Health Problem: Chronic low back pain (CLBP) is a common health condition that can cause substantive disability. There are many causes of CLBP, including spinal stenosis, disc disorders, and disc degeneration. Patients who have enduring low back pain even after surgery (e.g., laminectomy) are said to have failed back surgery syndrome (FBSS). Percutaneous epidural adhesiolysis was designed to lyse epidural scarring in patients with CLBP and leg pain due to lumbar FBSS. In the literature, percutaneous adhesiolysis (PA) has been more generally used for patients with CLBP with or without radiculopathy or sciatica that has not responded adequately to noninterventional and nonsurgical conservative modalities.

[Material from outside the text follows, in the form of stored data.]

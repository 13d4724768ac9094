//! Terminal input module.
//!
//! Independent of any rendering code. It maps `crossterm` key events into
//! [`crate::types::UiAction`] and tracks the board cursor those actions move.

pub mod cursor;
pub mod map;

pub use lines_types as types;

pub use cursor::Cursor;
pub use map::{map_key, should_quit};
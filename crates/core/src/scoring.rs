//! Scoring module - per-run score strategies
//!
//! Every collapsing run is scored on its own, even when it shares a ball with
//! a run on another axis. The game holds the strategy behind
//! [`ScoreStrategy`] so alternate rules can be swapped in without touching the
//! turn logic.

use std::fmt;

use crate::runs::Run;

/// Computes the points awarded for one collapsing run.
pub trait ScoreStrategy: fmt::Debug + Send + Sync {
    fn score_run(&self, run: &Run) -> u32;
}

/// Classic Lines scoring: `L * (L - (min_line - 1))` for a run of length `L`.
///
/// With `min_line = 5` a run of 5 scores 5, 6 scores 12 and 9 scores 45.
#[derive(Debug, Clone, Copy, PartialEq, Eq)]
pub struct ClassicScoring {
    pub min_line: usize,
}

impl ClassicScoring {
    pub fn new(min_line: usize) -> Self {
        Self { min_line }
    }
}

impl ScoreStrategy for ClassicScoring {
    fn score_run(&self, run: &Run) -> u32 {
        calculate_run_score(run.len(), self.min_line)
    }
}

/// Flat scoring: a fixed number of points per collapsed ball.
#[derive(Debug, Clone, Copy, PartialEq, Eq)]
pub struct PerBallScoring {
    pub points_per_ball: u32,
}

impl ScoreStrategy for PerBallScoring {
    fn score_run(&self, run: &Run) -> u32 {
        (run.len() as u32).saturating_mul(self.points_per_ball)
    }
}

/// Adapts a plain function or closure into a [`ScoreStrategy`].
pub struct FnScoring<F>(pub F);

impl<F> fmt::Debug for FnScoring<F> {
    fn fmt(&self, f: &mut fmt::Formatter<'_>) -> fmt::Result {
        f.write_str("FnScoring")
    }
}

impl<F> ScoreStrategy for FnScoring<F>
where
    F: Fn(&Run) -> u32 + Send + Sync,
{
    fn score_run(&self, run: &Run) -> u32 {
        (self.0)(run)
    }
}

/// Classic score for a run of `len` balls with threshold `min_line`.
///
/// Runs below the threshold score 0.
pub fn calculate_run_score(len: usize, min_line: usize) -> u32 {
    if len == 0 || len < min_line {
        return 0;
    }
    let bonus = len + 1 - min_line.max(1);
    u32::try_from(len.saturating_mul(bonus)).unwrap_or(u32::MAX)
}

Technology Description: Percutaneous epidural adhesiolysis entails the use of an epidurogram and contrast media to identify filling defects that suggest epidural adhesions (fibrosis or scarring). Once adhesions are located, a catheter is inserted through the skin (percutaneous access) to inject hyaluronidase to break down the adhesions (adhesiolysis), followed by introduction of pressurized saline to hydraulically separate the adhesions and wash out proinflammatory cytokines. Anti-inflammatory and analgesic drugs, and sometimes steroids, are then also injected to treat pain, inflammation, and edema. Most patients are treated in an outpatient procedure and discharged the same day. When performed in a single session, the procedure takes < 1 hour. Most patients require > 1 adhesiolysis treatments to achieve durable relief of pain, and the procedure can be repeated at 4- to 6-week intervals

Controversy: Some research indicates that patients with epidural fibrosis, or adhesions, are more likely to have recurrent radicular pain after surgery; however, whether these epidural adhesions cause chronic spine or back pain has been questioned and debated. Some critics note that most patients who have had prior laminectomies have perineural fibrosis (but not necessarily pain) and that scar tissue itself is not painful.

Key Questions:

For adults with CLBP with epidural adhesions as a known or suspected cause:

  • What is the evidence regarding the efficacy of percutaneous epidural adhesiolysis compared with sham treatment or active treatment with epidural steroid injections or physical therapy?
  • What is the evidence regarding the safety of percutaneous epidural adhesiolysis?
  • Have definitive patient selection criteria been identified for this technology?